Dataset records START
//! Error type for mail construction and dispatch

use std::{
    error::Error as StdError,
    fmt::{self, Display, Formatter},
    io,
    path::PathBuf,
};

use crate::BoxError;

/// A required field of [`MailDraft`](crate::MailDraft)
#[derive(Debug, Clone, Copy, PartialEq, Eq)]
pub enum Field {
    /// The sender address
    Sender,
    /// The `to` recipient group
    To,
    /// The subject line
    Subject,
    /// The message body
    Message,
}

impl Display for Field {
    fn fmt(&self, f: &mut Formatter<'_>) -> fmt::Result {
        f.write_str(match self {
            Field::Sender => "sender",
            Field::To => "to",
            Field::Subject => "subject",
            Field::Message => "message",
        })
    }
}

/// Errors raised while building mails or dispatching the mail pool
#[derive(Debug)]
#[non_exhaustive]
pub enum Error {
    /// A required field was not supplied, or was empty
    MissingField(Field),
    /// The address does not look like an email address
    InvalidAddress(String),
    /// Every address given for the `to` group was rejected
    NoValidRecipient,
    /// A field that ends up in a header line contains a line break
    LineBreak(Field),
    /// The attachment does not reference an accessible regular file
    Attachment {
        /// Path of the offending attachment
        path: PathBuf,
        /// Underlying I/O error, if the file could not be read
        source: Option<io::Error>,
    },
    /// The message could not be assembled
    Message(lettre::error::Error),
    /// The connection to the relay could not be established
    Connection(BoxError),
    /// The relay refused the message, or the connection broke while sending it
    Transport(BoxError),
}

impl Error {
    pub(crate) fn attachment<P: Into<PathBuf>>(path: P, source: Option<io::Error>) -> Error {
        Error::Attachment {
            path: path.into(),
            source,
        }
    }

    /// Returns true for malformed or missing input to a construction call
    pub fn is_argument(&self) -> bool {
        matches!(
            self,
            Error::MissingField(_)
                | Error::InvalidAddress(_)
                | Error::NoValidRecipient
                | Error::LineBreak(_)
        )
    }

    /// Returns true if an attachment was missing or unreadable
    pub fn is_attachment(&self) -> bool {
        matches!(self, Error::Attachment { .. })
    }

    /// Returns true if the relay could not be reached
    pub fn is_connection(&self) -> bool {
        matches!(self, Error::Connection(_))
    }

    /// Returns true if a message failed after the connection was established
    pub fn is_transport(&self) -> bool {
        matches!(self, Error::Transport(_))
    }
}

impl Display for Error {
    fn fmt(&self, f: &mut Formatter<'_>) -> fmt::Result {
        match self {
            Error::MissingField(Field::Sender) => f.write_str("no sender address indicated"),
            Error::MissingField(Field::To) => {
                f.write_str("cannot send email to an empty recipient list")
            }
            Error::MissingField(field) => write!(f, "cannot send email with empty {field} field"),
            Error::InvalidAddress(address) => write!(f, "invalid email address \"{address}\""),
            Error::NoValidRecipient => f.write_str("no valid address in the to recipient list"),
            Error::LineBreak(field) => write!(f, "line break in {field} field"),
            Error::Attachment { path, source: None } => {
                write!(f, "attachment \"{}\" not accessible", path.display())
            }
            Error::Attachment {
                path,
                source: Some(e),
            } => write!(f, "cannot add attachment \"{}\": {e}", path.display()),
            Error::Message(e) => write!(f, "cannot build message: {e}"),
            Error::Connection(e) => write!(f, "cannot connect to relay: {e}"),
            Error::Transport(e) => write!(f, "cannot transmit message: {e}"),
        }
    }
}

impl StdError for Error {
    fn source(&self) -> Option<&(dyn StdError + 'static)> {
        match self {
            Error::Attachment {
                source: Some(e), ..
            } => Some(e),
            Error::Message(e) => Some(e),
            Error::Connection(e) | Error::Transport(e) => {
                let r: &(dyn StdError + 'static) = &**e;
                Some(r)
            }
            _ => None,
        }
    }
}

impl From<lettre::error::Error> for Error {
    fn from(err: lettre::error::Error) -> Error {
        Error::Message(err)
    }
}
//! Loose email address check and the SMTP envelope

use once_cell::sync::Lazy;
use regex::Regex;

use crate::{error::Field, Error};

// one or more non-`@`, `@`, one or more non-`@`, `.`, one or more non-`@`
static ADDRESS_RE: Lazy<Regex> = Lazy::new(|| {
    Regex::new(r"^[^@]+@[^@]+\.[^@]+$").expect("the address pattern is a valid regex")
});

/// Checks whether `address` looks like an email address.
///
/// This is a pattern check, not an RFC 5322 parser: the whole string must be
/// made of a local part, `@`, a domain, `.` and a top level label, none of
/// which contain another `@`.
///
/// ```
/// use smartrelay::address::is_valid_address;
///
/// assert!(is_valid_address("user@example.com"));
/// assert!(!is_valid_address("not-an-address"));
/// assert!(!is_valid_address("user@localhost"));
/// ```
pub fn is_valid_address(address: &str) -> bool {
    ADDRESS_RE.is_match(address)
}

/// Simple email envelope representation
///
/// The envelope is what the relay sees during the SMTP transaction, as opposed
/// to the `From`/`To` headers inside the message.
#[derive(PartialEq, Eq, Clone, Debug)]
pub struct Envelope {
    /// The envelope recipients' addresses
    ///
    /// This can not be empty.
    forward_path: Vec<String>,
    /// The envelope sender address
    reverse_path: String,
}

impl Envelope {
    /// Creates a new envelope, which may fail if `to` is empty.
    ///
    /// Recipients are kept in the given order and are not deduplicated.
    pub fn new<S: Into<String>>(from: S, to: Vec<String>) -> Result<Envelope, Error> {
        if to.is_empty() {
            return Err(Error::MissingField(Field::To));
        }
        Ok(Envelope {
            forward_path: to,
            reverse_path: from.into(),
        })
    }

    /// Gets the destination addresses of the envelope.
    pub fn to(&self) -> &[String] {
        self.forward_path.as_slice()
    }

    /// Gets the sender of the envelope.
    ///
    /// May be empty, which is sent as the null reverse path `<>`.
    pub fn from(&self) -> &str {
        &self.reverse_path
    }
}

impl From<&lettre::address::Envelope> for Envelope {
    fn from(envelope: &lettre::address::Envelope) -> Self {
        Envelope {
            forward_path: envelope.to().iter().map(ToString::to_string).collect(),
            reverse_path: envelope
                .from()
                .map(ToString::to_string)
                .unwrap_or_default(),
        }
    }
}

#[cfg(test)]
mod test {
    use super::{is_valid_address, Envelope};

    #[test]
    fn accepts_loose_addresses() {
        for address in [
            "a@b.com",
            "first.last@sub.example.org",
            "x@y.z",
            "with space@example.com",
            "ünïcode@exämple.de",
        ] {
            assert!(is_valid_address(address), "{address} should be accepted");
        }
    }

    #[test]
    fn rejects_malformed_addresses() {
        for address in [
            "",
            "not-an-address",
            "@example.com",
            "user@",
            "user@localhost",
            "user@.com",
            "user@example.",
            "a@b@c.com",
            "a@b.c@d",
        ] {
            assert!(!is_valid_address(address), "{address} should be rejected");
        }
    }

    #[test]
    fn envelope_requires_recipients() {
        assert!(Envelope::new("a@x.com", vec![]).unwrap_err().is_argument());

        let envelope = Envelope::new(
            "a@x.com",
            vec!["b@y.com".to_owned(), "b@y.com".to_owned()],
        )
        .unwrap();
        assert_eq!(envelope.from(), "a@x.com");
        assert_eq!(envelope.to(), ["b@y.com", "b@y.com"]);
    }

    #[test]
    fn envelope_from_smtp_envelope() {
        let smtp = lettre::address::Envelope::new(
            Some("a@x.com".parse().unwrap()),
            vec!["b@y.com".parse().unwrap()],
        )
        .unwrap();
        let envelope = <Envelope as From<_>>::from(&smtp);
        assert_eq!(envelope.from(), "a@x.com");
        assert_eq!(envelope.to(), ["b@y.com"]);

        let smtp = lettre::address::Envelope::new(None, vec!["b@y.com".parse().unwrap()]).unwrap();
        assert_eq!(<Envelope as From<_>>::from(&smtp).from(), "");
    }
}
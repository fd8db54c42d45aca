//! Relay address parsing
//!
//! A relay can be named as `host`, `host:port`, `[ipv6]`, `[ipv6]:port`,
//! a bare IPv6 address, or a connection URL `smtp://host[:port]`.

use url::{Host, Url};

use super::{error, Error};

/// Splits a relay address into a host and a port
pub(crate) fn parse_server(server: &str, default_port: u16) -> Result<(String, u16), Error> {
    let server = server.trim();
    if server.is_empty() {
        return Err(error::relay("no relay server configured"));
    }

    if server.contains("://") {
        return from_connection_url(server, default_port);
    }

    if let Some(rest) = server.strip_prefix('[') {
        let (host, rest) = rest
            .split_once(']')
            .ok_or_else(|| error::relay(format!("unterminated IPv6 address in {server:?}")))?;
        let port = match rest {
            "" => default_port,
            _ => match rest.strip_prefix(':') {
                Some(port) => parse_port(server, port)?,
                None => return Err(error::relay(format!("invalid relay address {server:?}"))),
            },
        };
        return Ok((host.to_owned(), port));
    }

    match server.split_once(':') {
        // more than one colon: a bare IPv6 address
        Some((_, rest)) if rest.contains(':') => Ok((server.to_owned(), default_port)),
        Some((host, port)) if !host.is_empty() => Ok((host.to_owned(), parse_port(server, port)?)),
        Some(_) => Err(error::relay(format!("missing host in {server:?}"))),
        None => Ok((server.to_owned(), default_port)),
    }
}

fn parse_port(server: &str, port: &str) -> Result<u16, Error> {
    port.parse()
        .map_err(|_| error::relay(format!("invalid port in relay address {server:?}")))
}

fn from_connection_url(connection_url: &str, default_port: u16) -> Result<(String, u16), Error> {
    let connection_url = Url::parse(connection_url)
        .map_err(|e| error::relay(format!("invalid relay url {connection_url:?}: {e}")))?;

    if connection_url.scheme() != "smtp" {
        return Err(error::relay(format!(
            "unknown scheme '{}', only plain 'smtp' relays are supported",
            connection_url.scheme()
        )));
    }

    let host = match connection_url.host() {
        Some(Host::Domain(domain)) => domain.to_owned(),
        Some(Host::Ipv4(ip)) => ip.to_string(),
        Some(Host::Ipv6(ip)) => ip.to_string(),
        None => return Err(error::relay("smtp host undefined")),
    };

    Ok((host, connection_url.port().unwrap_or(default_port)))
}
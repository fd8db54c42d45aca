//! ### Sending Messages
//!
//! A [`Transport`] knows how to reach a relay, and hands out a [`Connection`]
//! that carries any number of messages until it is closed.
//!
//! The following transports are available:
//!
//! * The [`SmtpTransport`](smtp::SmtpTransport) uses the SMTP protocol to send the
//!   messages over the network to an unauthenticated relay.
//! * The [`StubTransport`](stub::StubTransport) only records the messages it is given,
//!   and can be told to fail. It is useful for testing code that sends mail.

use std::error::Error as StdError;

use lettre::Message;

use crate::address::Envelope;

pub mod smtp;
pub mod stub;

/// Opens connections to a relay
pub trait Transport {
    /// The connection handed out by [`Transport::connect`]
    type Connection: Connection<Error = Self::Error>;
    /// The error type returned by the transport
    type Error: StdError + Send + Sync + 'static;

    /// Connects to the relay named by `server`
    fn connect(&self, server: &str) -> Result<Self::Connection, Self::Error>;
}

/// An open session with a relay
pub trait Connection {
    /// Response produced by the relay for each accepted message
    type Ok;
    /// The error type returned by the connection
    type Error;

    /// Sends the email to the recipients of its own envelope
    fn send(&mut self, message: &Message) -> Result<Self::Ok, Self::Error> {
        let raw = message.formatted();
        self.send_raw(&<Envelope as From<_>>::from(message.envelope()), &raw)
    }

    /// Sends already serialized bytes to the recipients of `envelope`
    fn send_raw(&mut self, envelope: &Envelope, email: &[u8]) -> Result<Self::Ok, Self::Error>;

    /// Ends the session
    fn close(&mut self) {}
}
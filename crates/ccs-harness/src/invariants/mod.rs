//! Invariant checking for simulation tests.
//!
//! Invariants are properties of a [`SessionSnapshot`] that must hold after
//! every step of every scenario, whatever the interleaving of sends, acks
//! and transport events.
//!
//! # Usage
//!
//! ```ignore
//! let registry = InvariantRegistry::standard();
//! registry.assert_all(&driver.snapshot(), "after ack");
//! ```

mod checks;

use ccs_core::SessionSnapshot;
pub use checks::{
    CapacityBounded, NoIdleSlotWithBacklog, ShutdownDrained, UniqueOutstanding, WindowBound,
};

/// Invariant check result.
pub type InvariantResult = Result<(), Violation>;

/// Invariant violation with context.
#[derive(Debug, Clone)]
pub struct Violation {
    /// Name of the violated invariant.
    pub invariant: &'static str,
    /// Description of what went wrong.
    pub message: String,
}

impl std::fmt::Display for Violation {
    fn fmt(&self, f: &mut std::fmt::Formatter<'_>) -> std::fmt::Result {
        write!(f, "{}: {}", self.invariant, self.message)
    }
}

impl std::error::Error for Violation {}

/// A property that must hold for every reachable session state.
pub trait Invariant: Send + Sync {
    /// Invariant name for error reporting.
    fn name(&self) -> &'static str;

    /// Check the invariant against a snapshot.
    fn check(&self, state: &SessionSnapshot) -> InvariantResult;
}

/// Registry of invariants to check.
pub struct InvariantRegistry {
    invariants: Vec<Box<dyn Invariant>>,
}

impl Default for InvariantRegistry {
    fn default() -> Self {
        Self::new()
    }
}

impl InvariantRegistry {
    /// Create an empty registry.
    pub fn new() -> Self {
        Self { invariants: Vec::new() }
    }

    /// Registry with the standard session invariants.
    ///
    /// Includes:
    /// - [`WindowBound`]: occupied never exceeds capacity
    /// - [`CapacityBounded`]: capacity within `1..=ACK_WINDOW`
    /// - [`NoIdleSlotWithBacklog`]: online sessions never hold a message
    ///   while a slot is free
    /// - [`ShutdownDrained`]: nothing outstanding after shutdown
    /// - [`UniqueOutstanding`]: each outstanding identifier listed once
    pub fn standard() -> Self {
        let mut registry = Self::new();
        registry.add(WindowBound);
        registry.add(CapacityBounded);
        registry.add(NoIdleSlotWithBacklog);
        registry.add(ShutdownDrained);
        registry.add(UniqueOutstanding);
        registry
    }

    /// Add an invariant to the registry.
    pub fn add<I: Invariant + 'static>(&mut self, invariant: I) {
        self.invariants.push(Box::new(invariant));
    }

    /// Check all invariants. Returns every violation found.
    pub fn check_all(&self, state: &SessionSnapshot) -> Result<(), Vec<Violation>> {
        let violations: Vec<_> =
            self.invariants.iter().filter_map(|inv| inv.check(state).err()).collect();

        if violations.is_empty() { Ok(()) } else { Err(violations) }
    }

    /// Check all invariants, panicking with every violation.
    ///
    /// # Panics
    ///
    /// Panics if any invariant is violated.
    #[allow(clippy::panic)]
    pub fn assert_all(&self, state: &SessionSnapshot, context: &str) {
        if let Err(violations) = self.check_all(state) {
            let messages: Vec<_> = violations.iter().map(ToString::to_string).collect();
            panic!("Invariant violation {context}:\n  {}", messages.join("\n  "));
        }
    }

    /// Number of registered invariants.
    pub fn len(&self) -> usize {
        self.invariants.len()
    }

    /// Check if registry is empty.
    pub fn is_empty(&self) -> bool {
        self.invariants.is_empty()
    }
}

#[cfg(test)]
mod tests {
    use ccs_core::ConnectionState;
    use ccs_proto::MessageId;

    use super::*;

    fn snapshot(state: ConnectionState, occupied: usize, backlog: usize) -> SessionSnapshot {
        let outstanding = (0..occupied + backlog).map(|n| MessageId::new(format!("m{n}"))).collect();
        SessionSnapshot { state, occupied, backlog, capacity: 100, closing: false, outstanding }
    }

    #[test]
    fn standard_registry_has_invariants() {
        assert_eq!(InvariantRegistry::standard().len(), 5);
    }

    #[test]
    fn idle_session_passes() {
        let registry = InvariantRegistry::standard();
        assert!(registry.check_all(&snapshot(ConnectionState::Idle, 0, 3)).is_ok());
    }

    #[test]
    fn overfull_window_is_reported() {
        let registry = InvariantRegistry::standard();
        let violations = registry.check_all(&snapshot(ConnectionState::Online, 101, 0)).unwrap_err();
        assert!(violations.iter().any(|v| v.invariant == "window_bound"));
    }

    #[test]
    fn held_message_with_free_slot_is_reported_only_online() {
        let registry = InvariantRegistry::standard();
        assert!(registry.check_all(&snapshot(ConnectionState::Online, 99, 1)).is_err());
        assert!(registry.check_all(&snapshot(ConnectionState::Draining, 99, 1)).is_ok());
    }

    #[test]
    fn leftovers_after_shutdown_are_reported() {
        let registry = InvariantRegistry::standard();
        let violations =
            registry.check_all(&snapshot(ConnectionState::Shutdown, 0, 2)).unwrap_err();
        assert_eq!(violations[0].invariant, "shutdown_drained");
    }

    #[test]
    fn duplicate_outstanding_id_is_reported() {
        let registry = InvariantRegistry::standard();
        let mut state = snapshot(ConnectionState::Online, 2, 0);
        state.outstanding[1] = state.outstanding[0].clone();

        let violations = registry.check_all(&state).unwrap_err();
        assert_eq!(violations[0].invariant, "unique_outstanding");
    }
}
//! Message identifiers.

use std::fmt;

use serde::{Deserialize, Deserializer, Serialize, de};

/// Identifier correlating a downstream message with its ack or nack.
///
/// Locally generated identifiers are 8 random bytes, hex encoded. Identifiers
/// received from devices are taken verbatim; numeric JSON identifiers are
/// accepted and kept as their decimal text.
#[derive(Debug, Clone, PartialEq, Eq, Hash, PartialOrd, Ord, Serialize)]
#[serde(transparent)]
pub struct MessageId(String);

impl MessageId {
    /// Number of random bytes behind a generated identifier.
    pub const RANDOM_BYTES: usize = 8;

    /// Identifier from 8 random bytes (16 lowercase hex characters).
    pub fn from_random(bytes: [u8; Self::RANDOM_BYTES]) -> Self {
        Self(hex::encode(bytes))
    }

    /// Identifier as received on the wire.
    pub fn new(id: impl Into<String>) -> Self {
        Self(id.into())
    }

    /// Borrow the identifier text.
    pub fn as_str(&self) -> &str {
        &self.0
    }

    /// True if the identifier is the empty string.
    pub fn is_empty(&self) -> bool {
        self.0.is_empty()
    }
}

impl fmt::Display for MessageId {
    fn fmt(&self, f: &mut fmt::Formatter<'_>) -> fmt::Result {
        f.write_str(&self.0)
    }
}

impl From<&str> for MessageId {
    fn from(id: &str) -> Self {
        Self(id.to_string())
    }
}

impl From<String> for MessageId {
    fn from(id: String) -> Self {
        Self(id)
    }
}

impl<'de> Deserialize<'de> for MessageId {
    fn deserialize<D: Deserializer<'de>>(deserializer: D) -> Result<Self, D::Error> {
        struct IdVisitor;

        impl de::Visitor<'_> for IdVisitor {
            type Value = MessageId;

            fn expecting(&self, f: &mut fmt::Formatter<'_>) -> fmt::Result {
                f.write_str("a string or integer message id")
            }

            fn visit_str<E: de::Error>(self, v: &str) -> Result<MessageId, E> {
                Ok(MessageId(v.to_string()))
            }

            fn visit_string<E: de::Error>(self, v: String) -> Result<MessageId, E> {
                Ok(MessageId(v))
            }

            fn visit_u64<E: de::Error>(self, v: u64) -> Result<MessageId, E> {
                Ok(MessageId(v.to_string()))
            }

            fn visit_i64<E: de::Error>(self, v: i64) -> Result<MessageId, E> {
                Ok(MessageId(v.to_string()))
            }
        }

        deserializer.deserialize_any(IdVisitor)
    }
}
Dataset records END
Search the data for "contains". Copy every matching line.

    /// A field that ends up in a header line contains a line break
    if server.contains("://") {
        Some((_, rest)) if rest.contains(':') => Ok((server.to_owned(), default_port)),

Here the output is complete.